We reported herein data showing that Pom-Dex given earlier (median 3 lines of therapy instead of 5 to 6 in advanced end-stage studies) in the disease course of relapsed myeloma benefited patients with del(17p) compared with the 4-month median PFS reported in the literature with bortezomib and/or lenalidomide-based regimens in this MM population characterized with rapid relapse rate and development of mechanisms of resistance to all existing agents.2,3,8,10  Similarly, these data also compared favorably to the 4- to 5-month median PFS reported with use of Pom-Dex in end-stage myeloma very advanced in the disease course with a median of 5 to 6 lines of therapy.12-15  The improved survival observed in patients with del(17p) is also impressive in the context of all patients relapsing after lenalidomide.

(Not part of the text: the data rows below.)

use anyhow::{bail, Context, Result};
use mind_lib::io::ColumnSpec;
use serde::{Deserialize, Serialize};
use std::fs;
use std::path::{Path, PathBuf};

/// Everything one batch run needs. Loadable from TOML; every field except the two
/// roots has a default.
#[derive(Debug, Clone, PartialEq, Serialize, Deserialize)]
pub struct RunConfig {
    pub input_root: PathBuf,
    pub output_root: PathBuf,
    /// First retained sample index (inclusive).
    #[serde(default = "default_window_start")]
    pub window_start: usize,
    /// End of the window (exclusive).
    #[serde(default = "default_window_end")]
    pub window_end: usize,
    #[serde(default = "default_cv_folds")]
    pub cv_folds: usize,
    /// Fraction of trials held out for testing.
    #[serde(default = "default_test_ratio")]
    pub test_ratio: f64,
    #[serde(default = "default_seed")]
    pub seed: u64,
    #[serde(default = "default_case_id")]
    pub case_id: String,
    /// Participant directory names to skip.
    #[serde(default)]
    pub exclude: Vec<String>,
    #[serde(default = "default_congruent_suffix")]
    pub congruent_suffix: String,
    #[serde(default = "default_incongruent_suffix")]
    pub incongruent_suffix: String,
    #[serde(default = "default_sample_column")]
    pub sample_column: String,
    #[serde(default = "default_marker_column")]
    pub marker_column: String,
    /// Also render confusion matrices as PNG heat maps.
    #[serde(default = "default_render_png")]
    pub render_png: bool,
}

fn default_window_start() -> usize {
    257
}
fn default_window_end() -> usize {
    308
}
fn default_cv_folds() -> usize {
    5
}
fn default_test_ratio() -> f64 {
    0.25
}
fn default_seed() -> u64 {
    42
}
fn default_case_id() -> String {
    "4".into()
}
fn default_congruent_suffix() -> String {
    "Cong.csv".into()
}
fn default_incongruent_suffix() -> String {
    "Incong.csv".into()
}
fn default_sample_column() -> String {
    "sample".into()
}
fn default_marker_column() -> String {
    "type".into()
}
fn default_render_png() -> bool {
    true
}

impl RunConfig {
    pub fn new(input_root: impl Into<PathBuf>, output_root: impl Into<PathBuf>) -> Self {
        Self {
            input_root: input_root.into(),
            output_root: output_root.into(),
            window_start: default_window_start(),
            window_end: default_window_end(),
            cv_folds: default_cv_folds(),
            test_ratio: default_test_ratio(),
            seed: default_seed(),
            case_id: default_case_id(),
            exclude: Vec::new(),
            congruent_suffix: default_congruent_suffix(),
            incongruent_suffix: default_incongruent_suffix(),
            sample_column: default_sample_column(),
            marker_column: default_marker_column(),
            render_png: default_render_png(),
        }
    }

    pub fn with_window(mut self, start: usize, end: usize) -> Self {
        self.window_start = start;
        self.window_end = end;
        self
    }

    pub fn window(&self) -> (usize, usize) {
        (self.window_start, self.window_end)
    }

    pub fn columns(&self) -> ColumnSpec {
        ColumnSpec {
            sample: self.sample_column.clone(),
            marker: self.marker_column.clone(),
        }
    }

    pub fn validate(&self) -> Result<()> {
        if self.window_start >= self.window_end {
            bail!(
                "window start {} must be below window end {}",
                self.window_start,
                self.window_end
            );
        }
        if self.cv_folds < 2 {
            bail!("cv_folds must be at least 2, got {}", self.cv_folds);
        }
        if !(self.test_ratio > 0.0 && self.test_ratio < 1.0) {
            bail!("test_ratio must lie strictly between 0 and 1, got {}", self.test_ratio);
        }
        if self.congruent_suffix == self.incongruent_suffix {
            bail!("condition suffixes must differ");
        }
        Ok(())
    }
}

pub fn read_config(path: &Path) -> Result<RunConfig> {
    let contents = fs::read_to_string(path)
        .with_context(|| format!("failed to read config {}", path.display()))?;
    let config: RunConfig =
        toml::from_str(&contents).with_context(|| format!("parsing config {}", path.display()))?;
    Ok(config)
}

#[cfg(test)]
mod tests {
    use super::*;
    use tempfile::tempdir;

    #[test]
    fn toml_fills_defaults() {
        let dir = tempdir().unwrap();
        let path = dir.path().join("run.toml");
        fs::write(
            &path,
            "input_root = \"data\"\noutput_root = \"out\"\nwindow_start = 10\nwindow_end = 20\nexclude = [\"cha\"]\n",
        )
        .unwrap();
        let config = read_config(&path).unwrap();
        assert_eq!(config.window(), (10, 20));
        assert_eq!(config.cv_folds, 5);
        assert_eq!(config.seed, 42);
        assert_eq!(config.case_id, "4");
        assert_eq!(config.exclude, vec!["cha"]);
        assert_eq!(config.columns(), ColumnSpec::default());
        config.validate().unwrap();
    }

    #[test]
    fn defaults_follow_case_four_window() {
        let config = RunConfig::new("in", "out");
        assert_eq!(config.window(), (257, 308));
        assert!(config.render_png);
    }

    #[test]
    fn validation_rejects_bad_settings() {
        assert!(RunConfig::new("in", "out").with_window(5, 5).validate().is_err());
        let mut folds = RunConfig::new("in", "out");
        folds.cv_folds = 1;
        assert!(folds.validate().is_err());
        let mut ratio = RunConfig::new("in", "out");
        ratio.test_ratio = 0.0;
        assert!(ratio.validate().is_err());
    }
}
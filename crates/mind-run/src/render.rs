use anyhow::Result;
use mind_lib::plot::{Heatmap, PlotBackend};
use plotters::prelude::*;
use std::path::{Path, PathBuf};

const MARGIN: u32 = 8;

/// Renders heat maps to a PNG file through the plotters bitmap backend.
pub struct PngHeatmap {
    path: PathBuf,
    cell_px: u32,
}

impl PngHeatmap {
    pub fn new(path: &Path) -> Self {
        Self {
            path: path.to_path_buf(),
            cell_px: 64,
        }
    }

    pub fn with_cell_size(mut self, cell_px: u32) -> Self {
        self.cell_px = cell_px.max(1);
        self
    }
}

impl PlotBackend for PngHeatmap {
    fn draw(&mut self, fig: &Heatmap) -> Result<()> {
        let cols = fig.cols().max(1) as u32;
        let rows = fig.rows().max(1) as u32;
        let size = (
            cols * self.cell_px + 2 * MARGIN,
            rows * self.cell_px + 2 * MARGIN,
        );
        let root = BitMapBackend::new(&self.path, size).into_drawing_area();
        root.fill(&WHITE)?;
        let cell = self.cell_px as i32;
        for (r, row) in fig.cells.iter().enumerate() {
            for (c, color) in row.iter().enumerate() {
                let x0 = MARGIN as i32 + c as i32 * cell;
                let y0 = MARGIN as i32 + r as i32 * cell;
                let corners = [(x0, y0), (x0 + cell, y0 + cell)];
                let (red, green, blue) = color.rgb();
                root.draw(&Rectangle::new(
                    corners,
                    RGBColor(red, green, blue).filled(),
                ))?;
                root.draw(&Rectangle::new(corners, BLACK.stroke_width(1)))?;
            }
        }
        root.present()?;
        Ok(())
    }
}
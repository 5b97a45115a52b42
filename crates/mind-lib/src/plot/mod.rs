use serde::{Deserialize, Serialize};

use crate::metrics::ConfusionMatrix;

#[derive(Debug, Copy, Clone, PartialEq, Eq, Serialize, Deserialize)]
pub struct Color(pub u32);

impl Color {
    pub fn rgb(&self) -> (u8, u8, u8) {
        (
            ((self.0 >> 16) & 0xFF) as u8,
            ((self.0 >> 8) & 0xFF) as u8,
            (self.0 & 0xFF) as u8,
        )
    }
}

/// Grid of shaded cells, row 0 drawn at the top.
#[derive(Debug, Clone, Serialize, Deserialize)]
pub struct Heatmap {
    pub title: Option<String>,
    pub row_labels: Vec<String>,
    pub col_labels: Vec<String>,
    pub cells: Vec<Vec<Color>>,
}

impl Heatmap {
    pub fn rows(&self) -> usize {
        self.cells.len()
    }

    pub fn cols(&self) -> usize {
        self.cells.first().map(|row| row.len()).unwrap_or(0)
    }
}

pub trait PlotBackend {
    fn draw(&mut self, fig: &Heatmap) -> anyhow::Result<()>;
}

/// Linear blend from white (0) to `high` (1).
pub fn shade(fraction: f64, high: Color) -> Color {
    let t = if fraction.is_finite() {
        fraction.clamp(0.0, 1.0)
    } else {
        0.0
    };
    let (r, g, b) = high.rgb();
    let mix = |c: u8| -> u32 { (255.0 + (c as f64 - 255.0) * t).round() as u32 };
    Color((mix(r) << 16) | (mix(g) << 8) | mix(b))
}

/// Cells shaded by count relative to the largest count in the matrix.
pub fn figure_from_confusion(title: &str, matrix: &ConfusionMatrix) -> Heatmap {
    let max = matrix.max_count().max(1) as f64;
    let high = Color(0x1F4E9A);
    Heatmap {
        title: Some(title.into()),
        row_labels: matrix.labels.clone(),
        col_labels: matrix.labels.clone(),
        cells: matrix
            .counts
            .iter()
            .map(|row| row.iter().map(|c| shade(*c as f64 / max, high)).collect())
            .collect(),
    }
}

#[cfg(test)]
mod tests {
    use super::*;

    #[test]
    fn shade_endpoints() {
        let high = Color(0x1F4E9A);
        assert_eq!(shade(0.0, high), Color(0xFFFFFF));
        assert_eq!(shade(1.0, high), high);
        assert_eq!(shade(f64::NAN, high), Color(0xFFFFFF));
    }

    #[test]
    fn confusion_figure_matches_matrix_shape() {
        let matrix = ConfusionMatrix {
            labels: vec!["a".into(), "b".into(), "c".into()],
            counts: vec![vec![2, 0, 0], vec![1, 1, 0], vec![0, 0, 3]],
        };
        let fig = figure_from_confusion("p01 svc", &matrix);
        assert_eq!(fig.rows(), 3);
        assert_eq!(fig.cols(), 3);
        assert_eq!(fig.cells[2][2], Color(0x1F4E9A));
        assert_eq!(fig.cells[0][1], Color(0xFFFFFF));
    }
}
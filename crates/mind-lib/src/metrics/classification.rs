use serde::{Deserialize, Serialize};
use std::collections::BTreeSet;

use crate::labels::LabelVocabulary;

/// Fraction of positions where prediction and truth agree. Zero for empty input.
pub fn accuracy<T: PartialEq>(y_true: &[T], y_pred: &[T]) -> f64 {
    let n = y_true.len().min(y_pred.len());
    if n == 0 {
        return 0.0;
    }
    let hits = y_true
        .iter()
        .zip(y_pred)
        .filter(|(truth, pred)| truth == pred)
        .count();
    hits as f64 / n as f64
}

/// Unweighted mean of per-label precision over every label seen in either sequence.
/// A label that was never predicted scores 0.
pub fn macro_precision<T: Ord>(y_true: &[T], y_pred: &[T]) -> f64 {
    let labels: BTreeSet<&T> = y_true.iter().chain(y_pred.iter()).collect();
    if labels.is_empty() {
        return 0.0;
    }
    let mut total = 0.0;
    for label in &labels {
        let predicted = y_pred.iter().filter(|p| p == label).count();
        if predicted == 0 {
            continue;
        }
        let correct = y_true
            .iter()
            .zip(y_pred)
            .filter(|(truth, pred)| truth == label && pred == label)
            .count();
        total += correct as f64 / predicted as f64;
    }
    total / labels.len() as f64
}

/// Counts of (true label, predicted label) pairs. Rows are true labels, columns predictions.
#[derive(Debug, Clone, PartialEq, Eq, Serialize, Deserialize)]
pub struct ConfusionMatrix {
    pub labels: Vec<String>,
    pub counts: Vec<Vec<usize>>,
}

impl ConfusionMatrix {
    pub fn from_labels(vocabulary: &LabelVocabulary, y_true: &[String], y_pred: &[String]) -> Self {
        let n = vocabulary.len();
        let mut counts = vec![vec![0usize; n]; n];
        for (truth, pred) in y_true.iter().zip(y_pred) {
            match (vocabulary.class_of(truth), vocabulary.class_of(pred)) {
                (Some(row), Some(col)) => counts[row][col] += 1,
                _ => log::warn!(
                    "confusion matrix ignores pair ({}, {}) outside the label vocabulary",
                    truth,
                    pred
                ),
            }
        }
        Self {
            labels: vocabulary.labels.clone(),
            counts,
        }
    }

    pub fn total(&self) -> usize {
        self.counts.iter().flatten().sum()
    }

    pub fn max_count(&self) -> usize {
        self.counts.iter().flatten().copied().max().unwrap_or(0)
    }

    pub fn diagonal(&self) -> usize {
        (0..self.counts.len()).map(|i| self.counts[i][i]).sum()
    }
}
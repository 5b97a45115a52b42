use super::{check_training_set, check_width, Classifier};
use crate::error::ModelError;

#[derive(Debug, Clone)]
enum Node {
    Leaf {
        class: usize,
    },
    Split {
        feature: usize,
        threshold: f64,
        left: Box<Node>,
        right: Box<Node>,
    },
}

/// CART classifier with Gini impurity, grown until leaves are pure.
#[derive(Debug, Clone)]
pub struct DecisionTree {
    /// Nodes with fewer rows than this become leaves.
    pub min_samples_split: usize,
    pub max_depth: Option<usize>,
    width: usize,
    root: Option<Node>,
}

impl Default for DecisionTree {
    fn default() -> Self {
        Self {
            min_samples_split: 2,
            max_depth: None,
            width: 0,
            root: None,
        }
    }
}

impl DecisionTree {
    pub fn depth(&self) -> usize {
        fn walk(node: &Node) -> usize {
            match node {
                Node::Leaf { .. } => 0,
                Node::Split { left, right, .. } => 1 + walk(left).max(walk(right)),
            }
        }
        self.root.as_ref().map(walk).unwrap_or(0)
    }

    fn grow(&self, x: &[Vec<f64>], y: &[usize], rows: &[usize], depth: usize) -> Node {
        let counts = class_counts(y, rows);
        let majority = majority(&counts);
        let pure = counts.iter().filter(|c| **c > 0).count() <= 1;
        let depth_reached = self.max_depth.map(|max| depth >= max).unwrap_or(false);
        if pure || rows.len() < self.min_samples_split || depth_reached {
            return Node::Leaf { class: majority };
        }
        match best_split(x, y, rows, self.width, counts.len()) {
            Some((feature, threshold)) => {
                let (left, right): (Vec<usize>, Vec<usize>) = rows
                    .iter()
                    .partition(|row| x[**row][feature] <= threshold);
                Node::Split {
                    feature,
                    threshold,
                    left: Box::new(self.grow(x, y, &left, depth + 1)),
                    right: Box::new(self.grow(x, y, &right, depth + 1)),
                }
            }
            None => Node::Leaf { class: majority },
        }
    }
}

impl Classifier for DecisionTree {
    fn fit(&mut self, x: &[Vec<f64>], y: &[usize]) -> Result<(), ModelError> {
        self.width = check_training_set(x, y)?;
        let rows: Vec<usize> = (0..x.len()).collect();
        self.root = Some(self.grow(x, y, &rows, 0));
        Ok(())
    }

    fn predict(&self, x: &[Vec<f64>]) -> Result<Vec<usize>, ModelError> {
        let root = self.root.as_ref().ok_or(ModelError::NotFitted)?;
        check_width(x, self.width)?;
        Ok(x.iter().map(|row| descend(root, row)).collect())
    }
}

fn descend(mut node: &Node, row: &[f64]) -> usize {
    loop {
        match node {
            Node::Leaf { class } => return *class,
            Node::Split {
                feature,
                threshold,
                left,
                right,
            } => {
                node = if row[*feature] <= *threshold {
                    &**left
                } else {
                    &**right
                };
            }
        }
    }
}

fn class_counts(y: &[usize], rows: &[usize]) -> Vec<usize> {
    let n_classes = rows.iter().map(|r| y[*r] + 1).max().unwrap_or(0);
    let mut counts = vec![0; n_classes];
    for row in rows {
        counts[y[*row]] += 1;
    }
    counts
}

/// Most frequent class; ties go to the lowest class id.
fn majority(counts: &[usize]) -> usize {
    let mut best = 0;
    for (class, count) in counts.iter().enumerate() {
        if *count > counts[best] {
            best = class;
        }
    }
    best
}

fn gini(counts: &[usize], total: usize) -> f64 {
    if total == 0 {
        return 0.0;
    }
    let total = total as f64;
    1.0 - counts
        .iter()
        .map(|c| {
            let p = *c as f64 / total;
            p * p
        })
        .sum::<f64>()
}

/// Lowest weighted Gini over all midpoints between distinct sorted feature values.
fn best_split(
    x: &[Vec<f64>],
    y: &[usize],
    rows: &[usize],
    width: usize,
    n_classes: usize,
) -> Option<(usize, f64)> {
    let total = rows.len();
    let mut best: Option<(f64, usize, f64)> = None;
    for feature in 0..width {
        let mut sorted: Vec<usize> = rows.to_vec();
        sorted.sort_by(|a, b| x[*a][feature].total_cmp(&x[*b][feature]));
        let mut left = vec![0usize; n_classes];
        let mut right = vec![0usize; n_classes];
        for row in &sorted {
            right[y[*row]] += 1;
        }
        for pos in 0..total - 1 {
            let class = y[sorted[pos]];
            left[class] += 1;
            right[class] -= 1;
            let here = x[sorted[pos]][feature];
            let next = x[sorted[pos + 1]][feature];
            if here == next {
                continue;
            }
            let n_left = pos + 1;
            let n_right = total - n_left;
            let impurity = (n_left as f64 * gini(&left, n_left)
                + n_right as f64 * gini(&right, n_right))
                / total as f64;
            let threshold = here + (next - here) / 2.0;
            if best.map(|(score, _, _)| impurity < score).unwrap_or(true) {
                best = Some((impurity, feature, threshold));
            }
        }
    }
    best.map(|(_, feature, threshold)| (feature, threshold))
}

#[cfg(test)]
mod tests {
    use super::*;
    use crate::metrics::accuracy;
    use crate::models::testing::blobs;

    #[test]
    fn fits_training_data_exactly() {
        let (x, y) = blobs(20);
        let mut tree = DecisionTree::default();
        tree.fit(&x, &y).unwrap();
        assert!((accuracy(&y, &tree.predict(&x).unwrap()) - 1.0).abs() < 1e-12);
        assert_eq!(tree.depth(), 1);
    }

    #[test]
    fn learns_interval_with_two_splits() {
        let x: Vec<Vec<f64>> = (0..9).map(|i| vec![i as f64]).collect();
        let y = vec![0, 0, 0, 1, 1, 1, 0, 0, 0];
        let mut tree = DecisionTree::default();
        tree.fit(&x, &y).unwrap();
        assert_eq!(tree.predict(&x).unwrap(), y);
        assert_eq!(tree.predict(&[vec![4.2], vec![7.7]]).unwrap(), vec![1, 0]);
    }

    #[test]
    fn duplicate_rows_with_conflicting_labels_become_majority_leaf() {
        let x = vec![vec![1.0], vec![1.0], vec![1.0]];
        let y = vec![1, 0, 1];
        let mut tree = DecisionTree::default();
        tree.fit(&x, &y).unwrap();
        assert_eq!(tree.predict(&[vec![1.0]]).unwrap(), vec![1]);
    }

    #[test]
    fn max_depth_limits_growth() {
        let x: Vec<Vec<f64>> = (0..9).map(|i| vec![i as f64]).collect();
        let y = vec![0, 0, 0, 1, 1, 1, 0, 0, 0];
        let mut tree = DecisionTree {
            max_depth: Some(1),
            ..DecisionTree::default()
        };
        tree.fit(&x, &y).unwrap();
        assert_eq!(tree.depth(), 1);
    }

    #[test]
    fn rejects_wrong_width_at_predict() {
        let mut tree = DecisionTree::default();
        tree.fit(&[vec![0.0, 1.0], vec![1.0, 0.0]], &[0, 1]).unwrap();
        assert!(matches!(
            tree.predict(&[vec![0.0]]),
            Err(ModelError::FeatureWidth { expected: 2, actual: 1 })
        ));
    }
}
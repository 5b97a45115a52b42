pub mod dataset;
pub mod error;
pub mod io;
pub mod labels;
pub mod metrics;
pub mod models;
pub mod plot;
pub mod results;
pub mod signal;
pub mod trials;

pub use error::{DataError, ModelError};
pub use models::{Classifier, Evaluation, Strategy};
pub use signal::*;
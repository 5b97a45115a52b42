use anyhow::{Context, Result};
use serde::{Deserialize, Serialize};
use std::fs;
use std::path::{Path, PathBuf};

use crate::error::DataError;

/// A participant directory under the input root.
#[derive(Debug, Clone, PartialEq, Eq, Serialize, Deserialize)]
pub struct Participant {
    pub id: String,
    pub dir: PathBuf,
}

/// The two condition recordings of a participant.
#[derive(Debug, Clone, PartialEq, Eq, Serialize, Deserialize)]
pub struct ConditionFiles {
    pub congruent: PathBuf,
    pub incongruent: PathBuf,
}

/// List participant directories in name order, skipping plain files and excluded names.
pub fn list_participants(root: &Path, exclude: &[String]) -> Result<Vec<Participant>> {
    let entries =
        fs::read_dir(root).with_context(|| format!("listing participants in {}", root.display()))?;
    let mut participants = Vec::new();
    for entry in entries {
        let entry = entry.with_context(|| format!("reading entry in {}", root.display()))?;
        let path = entry.path();
        if !path.is_dir() {
            continue;
        }
        let id = entry.file_name().to_string_lossy().to_string();
        if exclude.iter().any(|name| *name == id) {
            log::info!("skipping excluded participant {}", id);
            continue;
        }
        participants.push(Participant { id, dir: path });
    }
    participants.sort_by(|a, b| a.id.cmp(&b.id));
    Ok(participants)
}

/// Find exactly one file per condition suffix in `dir`.
pub fn locate_condition_files(
    dir: &Path,
    congruent_suffix: &str,
    incongruent_suffix: &str,
) -> Result<ConditionFiles> {
    let mut names = Vec::new();
    for entry in fs::read_dir(dir).with_context(|| format!("listing {}", dir.display()))? {
        let entry = entry.with_context(|| format!("reading entry in {}", dir.display()))?;
        if entry.path().is_file() {
            names.push(entry.file_name().to_string_lossy().to_string());
        }
    }
    names.sort();
    let congruent = single_match(dir, &names, congruent_suffix)?;
    let incongruent = single_match(dir, &names, incongruent_suffix)?;
    Ok(ConditionFiles {
        congruent,
        incongruent,
    })
}

fn single_match(dir: &Path, names: &[String], suffix: &str) -> Result<PathBuf, DataError> {
    let matches: Vec<&String> = names.iter().filter(|name| name.ends_with(suffix)).collect();
    match matches.as_slice() {
        [only] => Ok(dir.join(only.as_str())),
        [] => Err(DataError::MissingConditionFile {
            dir: dir.to_path_buf(),
            suffix: suffix.to_string(),
        }),
        many => Err(DataError::DuplicateConditionFile {
            dir: dir.to_path_buf(),
            suffix: suffix.to_string(),
            count: many.len(),
        }),
    }
}
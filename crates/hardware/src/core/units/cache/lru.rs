//! Least Recently Used (LRU) Victim Selection.
//!
//! Each line records the logical time of its last install or hit. The victim is
//! found by a single linear scan over the row:
//!
//! - the scan starts with slot 0 as the candidate;
//! - slot `i` replaces the candidate if it is invalid, or if it is valid and was
//!   used strictly earlier than the candidate.
//!
//! An invalid slot therefore always beats a valid one (the last invalid slot in
//! scan order wins among several), and among valid slots with equal timestamps
//! the lowest index is kept.
//!
//! # Performance
//!
//! - **Time Complexity:** O(W) per selection, where W is the associativity.
//! - **Space Complexity:** one timestamp per line, stored in the line itself.

use super::CacheLine;

/// Selects the slot to replace within one row.
///
/// # Arguments
///
/// * `row` - The lines of a single row, in slot order. Must be non-empty.
///
/// # Returns
///
/// The slot index to evict.
pub fn select_victim(row: &[CacheLine]) -> usize {
    let mut victim = 0;
    for (i, line) in row.iter().enumerate().skip(1) {
        if !line.valid || line.last_used < row[victim].last_used {
            victim = i;
        }
    }
    victim
}
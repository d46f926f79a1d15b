//! Register File.
//!
//! This module provides the `RegisterFile` struct holding the eight 16-bit
//! general-purpose registers of the machine. It provides:
//! 1. **Storage:** A fixed array of [`NUM_REGS`] words.
//! 2. **Invariant Enforcement:** Register `$0` reads as zero.
//! 3. **Observability:** Formatting of the complete register state for traces.

use std::fmt;

use super::constants::NUM_REGS;

/// General-purpose register file.
///
/// Writes to `$0` are stored like any other write, since an instruction may
/// target it, but every read of `$0` returns 0 and the engine calls
/// [`RegisterFile::clear_zero`] at the end of every instruction.
#[derive(Debug, Clone, Default, PartialEq, Eq)]
pub struct RegisterFile {
    regs: [u16; NUM_REGS],
}

impl RegisterFile {
    /// Creates a new register file with all registers initialized to zero.
    pub fn new() -> Self {
        Self::default()
    }

    /// Reads a register.
    ///
    /// # Arguments
    ///
    /// * `idx` - Register index (0-7). Register `$0` always returns 0.
    ///
    /// # Panics
    ///
    /// Panics if `idx >= NUM_REGS`. Decoded instructions only carry 3-bit indices.
    #[inline]
    pub fn read(&self, idx: usize) -> u16 {
        if idx == 0 { 0 } else { self.regs[idx] }
    }

    /// Writes a register.
    ///
    /// # Arguments
    ///
    /// * `idx` - Register index (0-7).
    /// * `val` - The 16-bit value to write.
    #[inline]
    pub fn write(&mut self, idx: usize, val: u16) {
        self.regs[idx] = val;
    }

    /// Forces `$0` back to zero.
    #[inline]
    pub fn clear_zero(&mut self) {
        self.regs[0] = 0;
    }

    /// Returns a copy of all register values, `$0` first.
    pub fn snapshot(&self) -> [u16; NUM_REGS] {
        let mut out = self.regs;
        out[0] = 0;
        out
    }
}

impl fmt::Display for RegisterFile {
    fn fmt(&self, f: &mut fmt::Formatter<'_>) -> fmt::Result {
        for (i, val) in self.snapshot().iter().enumerate() {
            if i > 0 {
                f.write_str(" ")?;
            }
            write!(f, "${i}={val}")?;
        }
        Ok(())
    }
}
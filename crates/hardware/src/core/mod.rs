//! Core processor implementation.
//!
//! This module contains the execution engine and the functional units it
//! drives. The only unit with state of its own is the cache model.

/// CPU core implementation and the fetch/decode/execute loop.
pub mod cpu;

/// Functional units (cache hierarchy).
pub mod units;

pub use self::cpu::{Cpu, RunState};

The protocol required inclusion of patients exposed to lenalidomide that is given following European Medicines Agency approval at first relapse until progression in France, meaning most of the patients relapsed with MM refractory to lenalidomide. Questions remain on whether this improved TTP for del(17p) was related to the earlier exposure to the combination of Pom-Dex or to a specific mechanism of action of pomalidomide on MM with del(17p).19,20 

An important concern is the role of adverse cytogenetics in RRMM, particularly in advanced end-stage RRMM, where very limited data are available. In patients who failed to improve with bortezomib and IMiDs, the IMWG found that t(4;14) at diagnosis contributed to shorter OS, with del(17p) contributing to a lesser extent; however, data regarding cytogenetic status and FISH results from the IMWG study are very limited.21  In our study, adverse cytogenetics were determined by FISH at diagnosis and study entry for all patients by H.-A-L. (centrally in Toulouse), whose expertise is known internationally, and furthermore, we applied the cutoff at 60% of positive cells to consider the presence of del(17p). Interestingly, 96% of patients had presence of adverse cytogenetics (del[17p] and/or t[4;14]) at both diagnosis and study entry in our study.

The initial hypothesis of the study was to improve TTP of del(17p) and t(4;14) by 100%, going from the 4-month median TTP reported in the literature to 8 months. In that regard, the study did not reach its statistical end point, because the median TTP for the best of the 2 subgroups, del(17p), failed to reach a TTP of 8 months by less than 1 month. However, given the discovery of the intrinsic heterogeneity among and across adverse cytogenetic subgroups, it seems that future studies will have to consider an adverse cytogenetic subgroup-based hypothesis rather than a simple hypothesis that fits all groups.

In our study, we noticed that some patients, although characterized with adverse cytogenetic features, could have a prolonged TTP in both the del(17p) and t(4;14) groups, although it was more frequent in del(17p). We then sought to better understand the characteristics of patients characterized with a shorter TTP and found that patients with ISS3, with a very short time between initial diagnosis and study entry (≤2 years) and refractory to the last prior line displayed a greater reduction in TTP. We also identified several other poor features characterizing MM with high genomic instability, clonal evolution, higher proliferation rate, and escape from the bone marrow microenvironment, although solely identified on univariate analysis. It seems understandable that current approaches with the available drugs might not be able to overcome the adverse and high-risk prognosis of RRMM in these patients.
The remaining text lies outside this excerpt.